»»

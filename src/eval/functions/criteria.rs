//! Criteria of COUNTIF and SUMIF.
//!
//! A criterion is either a plain value (`5`, `TRUE`, a cell reference) or
//! text with an optional comparison prefix (`">=5"`, `"<>abc"`, `"a*"`).
//! Text criteria are read as a boolean, then as a number, then as an error
//! literal, and only then as a string which may contain `?` and `*`
//! wildcards (`~` escapes them).

use crate::common::number::parse_number;
use crate::eval::coerce::{compare_text, parse_bool};
use crate::eval::value::Value;
use crate::formula::ErrorCode;
use std::cmp::Ordering;

#[derive(Debug, Clone, Copy, PartialEq, Eq)]
pub(crate) enum CmpOp {
    /// No prefix at all.
    None,
    Eq,
    Ne,
    Lt,
    Le,
    Gt,
    Ge,
}

impl CmpOp {
    fn split(text: &str) -> (CmpOp, &str) {
        const PREFIXES: [(&str, CmpOp); 6] = [
            ("<>", CmpOp::Ne),
            ("<=", CmpOp::Le),
            (">=", CmpOp::Ge),
            ("<", CmpOp::Lt),
            (">", CmpOp::Gt),
            ("=", CmpOp::Eq),
        ];
        PREFIXES
            .iter()
            .find_map(|(prefix, op)| text.strip_prefix(prefix).map(|rest| (*op, rest)))
            .unwrap_or((CmpOp::None, text))
    }

    fn test(self, ordering: Ordering) -> bool {
        match self {
            CmpOp::None | CmpOp::Eq => ordering == Ordering::Equal,
            CmpOp::Ne => ordering != Ordering::Equal,
            CmpOp::Lt => ordering == Ordering::Less,
            CmpOp::Le => ordering != Ordering::Greater,
            CmpOp::Gt => ordering == Ordering::Greater,
            CmpOp::Ge => ordering != Ordering::Less,
        }
    }

    /// Result for a value of a type the criterion cannot compare with:
    /// only "not equal" holds.
    fn mismatched_type(self) -> bool {
        self == CmpOp::Ne
    }
}

#[derive(Debug, Clone, PartialEq, Eq)]
pub(crate) enum PatternToken {
    Char(char),
    AnyOne,
    AnyMany,
}

/// Compile `text` into a case-folded wildcard pattern. Returns `None` when
/// the text has no wildcard or escape, so plain comparison applies.
fn compile_pattern(text: &str) -> Option<Vec<PatternToken>> {
    let mut tokens = Vec::new();
    let mut wild = false;
    let mut chars = text.chars().peekable();
    while let Some(c) = chars.next() {
        match c {
            '?' => {
                wild = true;
                tokens.push(PatternToken::AnyOne);
            },
            '*' => {
                wild = true;
                tokens.push(PatternToken::AnyMany);
            },
            '~' => match chars.peek() {
                Some(&escaped @ ('?' | '*' | '~')) => {
                    wild = true;
                    chars.next();
                    tokens.push(PatternToken::Char(escaped));
                },
                _ => tokens.push(PatternToken::Char('~')),
            },
            c => tokens.extend(c.to_uppercase().map(PatternToken::Char)),
        }
    }
    wild.then_some(tokens)
}

fn wildcard_match(tokens: &[PatternToken], text: &str) -> bool {
    let text: Vec<char> = text.chars().flat_map(char::to_uppercase).collect();
    let (mut p, mut t) = (0, 0);
    // Resume point after the last `*`: (pattern index, text index).
    let mut backtrack: Option<(usize, usize)> = None;
    while t < text.len() {
        match tokens.get(p) {
            Some(PatternToken::AnyMany) => {
                backtrack = Some((p + 1, t));
                p += 1;
            },
            Some(PatternToken::AnyOne) => {
                p += 1;
                t += 1;
            },
            Some(PatternToken::Char(c)) if *c == text[t] => {
                p += 1;
                t += 1;
            },
            _ => match backtrack {
                Some((resume, consumed)) => {
                    p = resume;
                    t = consumed + 1;
                    backtrack = Some((resume, consumed + 1));
                },
                None => return false,
            },
        }
    }
    tokens[p..].iter().all(|token| *token == PatternToken::AnyMany)
}

#[derive(Debug, Clone, PartialEq)]
pub(crate) enum Criterion {
    Number { op: CmpOp, value: f64 },
    Bool { op: CmpOp, value: bool },
    Error { op: CmpOp, code: ErrorCode },
    Text {
        op: CmpOp,
        value: String,
        pattern: Option<Vec<PatternToken>>,
    },
}

impl Criterion {
    /// Build a criterion from an already dereferenced scalar. Blank
    /// criteria match nothing.
    pub fn parse(value: &Value) -> Option<Criterion> {
        match value {
            Value::Number(n) => Some(Criterion::Number {
                op: CmpOp::None,
                value: *n,
            }),
            Value::Bool(b) => Some(Criterion::Bool {
                op: CmpOp::None,
                value: *b,
            }),
            Value::Error(code) => Some(Criterion::Error {
                op: CmpOp::None,
                code: *code,
            }),
            Value::Text(text) => Some(Self::parse_text(text)),
            _ => None,
        }
    }

    fn parse_text(text: &str) -> Criterion {
        let (op, rest) = CmpOp::split(text);
        if let Some(value) = parse_bool(rest) {
            return Criterion::Bool { op, value };
        }
        if let Some(value) = parse_number(rest) {
            return Criterion::Number { op, value };
        }
        if let Some(code) = ErrorCode::from_text(rest) {
            return Criterion::Error { op, code };
        }
        let pattern = match op {
            CmpOp::None | CmpOp::Eq | CmpOp::Ne => compile_pattern(rest),
            _ => None,
        };
        Criterion::Text {
            op,
            value: rest.to_string(),
            pattern,
        }
    }

    pub fn matches(&self, candidate: &Value) -> bool {
        match self {
            Criterion::Number { op, value } => match candidate {
                Value::Number(n) => op.test(n.partial_cmp(value).unwrap_or(Ordering::Equal)),
                // Text that parses as a number compares as that number.
                Value::Text(s) => match parse_number(s) {
                    Some(n) => op.test(n.partial_cmp(value).unwrap_or(Ordering::Equal)),
                    None => op.mismatched_type(),
                },
                _ => op.mismatched_type(),
            },
            Criterion::Bool { op, value } => match candidate {
                Value::Bool(b) => op.test(b.cmp(value)),
                _ => op.mismatched_type(),
            },
            Criterion::Error { op, code } => match (op, candidate) {
                (CmpOp::None | CmpOp::Eq, Value::Error(e)) => e == code,
                (CmpOp::Ne, Value::Error(e)) => e != code,
                _ => op.mismatched_type(),
            },
            Criterion::Text { op, value, pattern } => match candidate {
                Value::Blank | Value::Missing => match op {
                    CmpOp::None | CmpOp::Eq => value.is_empty(),
                    CmpOp::Ne => !value.is_empty(),
                    _ => false,
                },
                Value::Text(s) if s.is_empty() && value.is_empty() => {
                    // "=" on its own matches blank cells only.
                    matches!(op, CmpOp::None | CmpOp::Ne)
                },
                Value::Text(s) => match pattern {
                    Some(tokens) => (*op == CmpOp::Ne) != wildcard_match(tokens, s),
                    None => op.test(compare_text(s, value)),
                },
                _ => op.mismatched_type(),
            },
        }
    }
}

#[cfg(test)]
mod tests {
    use super::*;

    fn criterion(text: &str) -> Criterion {
        Criterion::parse(&Value::Text(text.to_string())).unwrap()
    }

    fn num(n: f64) -> Value {
        Value::Number(n)
    }

    fn text(s: &str) -> Value {
        Value::Text(s.to_string())
    }

    #[test]
    fn test_parse_prefixes() {
        assert_eq!(criterion(">=5"), Criterion::Number { op: CmpOp::Ge, value: 5.0 });
        assert_eq!(criterion("<>TRUE"), Criterion::Bool { op: CmpOp::Ne, value: true });
        assert_eq!(criterion("#N/A"), Criterion::Error { op: CmpOp::None, code: ErrorCode::Na });
        assert!(matches!(criterion("<abc"), Criterion::Text { op: CmpOp::Lt, pattern: None, .. }));
        assert!(matches!(criterion("a*"), Criterion::Text { pattern: Some(_), .. }));
        assert!(Criterion::parse(&Value::Blank).is_none());
    }

    #[test]
    fn test_number_criteria() {
        let gt = criterion(">5");
        assert!(gt.matches(&num(7.0)));
        assert!(!gt.matches(&num(5.0)));
        assert!(!gt.matches(&text("x")));
        assert!(gt.matches(&text("9")));
        assert!(!gt.matches(&text("3")));
        assert!(criterion(">=5").matches(&num(5.0)));
        assert!(criterion("<10").matches(&text("9.5")));
        assert!(criterion("5").matches(&text("5")));
        let ne = criterion("<>5");
        assert!(ne.matches(&num(4.0)));
        assert!(!ne.matches(&num(5.0)));
        assert!(ne.matches(&text("x")));
        assert!(ne.matches(&Value::Blank));
    }

    #[test]
    fn test_text_criteria() {
        let eq = criterion("apple");
        assert!(eq.matches(&text("APPLE")));
        assert!(!eq.matches(&num(1.0)));
        assert!(criterion("<b").matches(&text("apple")));
        assert!(!criterion("<b").matches(&text("cherry")));
        assert!(criterion("<>apple").matches(&Value::Blank));
    }

    #[test]
    fn test_blank_and_empty_string_criteria() {
        let none = criterion("");
        assert!(none.matches(&Value::Blank));
        assert!(none.matches(&text("")));
        let eq = criterion("=");
        assert!(eq.matches(&Value::Blank));
        assert!(!eq.matches(&text("")));
        let ne = criterion("<>");
        assert!(!ne.matches(&Value::Blank));
        assert!(ne.matches(&text("a")));
        assert!(ne.matches(&num(1.0)));
    }

    #[test]
    fn test_wildcards() {
        assert!(criterion("a*").matches(&text("Apple")));
        assert!(criterion("?pple").matches(&text("apple")));
        assert!(!criterion("?pple").matches(&text("pple")));
        assert!(criterion("*le*").matches(&text("table top")));
        assert!(criterion("a~*").matches(&text("a*")));
        assert!(!criterion("a~*").matches(&text("ab")));
        assert!(!criterion("<>a*").matches(&text("abc")));
        assert!(criterion("<>a*").matches(&text("bcd")));
    }

    #[test]
    fn test_bool_and_error_criteria() {
        let t = Criterion::parse(&Value::Bool(true)).unwrap();
        assert!(t.matches(&Value::Bool(true)));
        assert!(!t.matches(&num(1.0)));
        let na = criterion("#N/A");
        assert!(na.matches(&Value::Error(ErrorCode::Na)));
        assert!(!na.matches(&Value::Error(ErrorCode::Div0)));
    }
}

««

# PROMPT:
Please return every line from the first one in the records above down to the line containing "literal, and only", including both, exactly as written and nothing more.

# RESPONSE BELOW:
filename src/eval/functions/criteria.rs
//! Criteria of COUNTIF and SUMIF.
//!
//! A criterion is either a plain value (`5`, `TRUE`, a cell reference) or
//! text with an optional comparison prefix (`">=5"`, `"<>abc"`, `"a*"`).
//! Text criteria are read as a boolean, then as a number, then as an error
//! literal, and only then as a string which may contain `?` and `*`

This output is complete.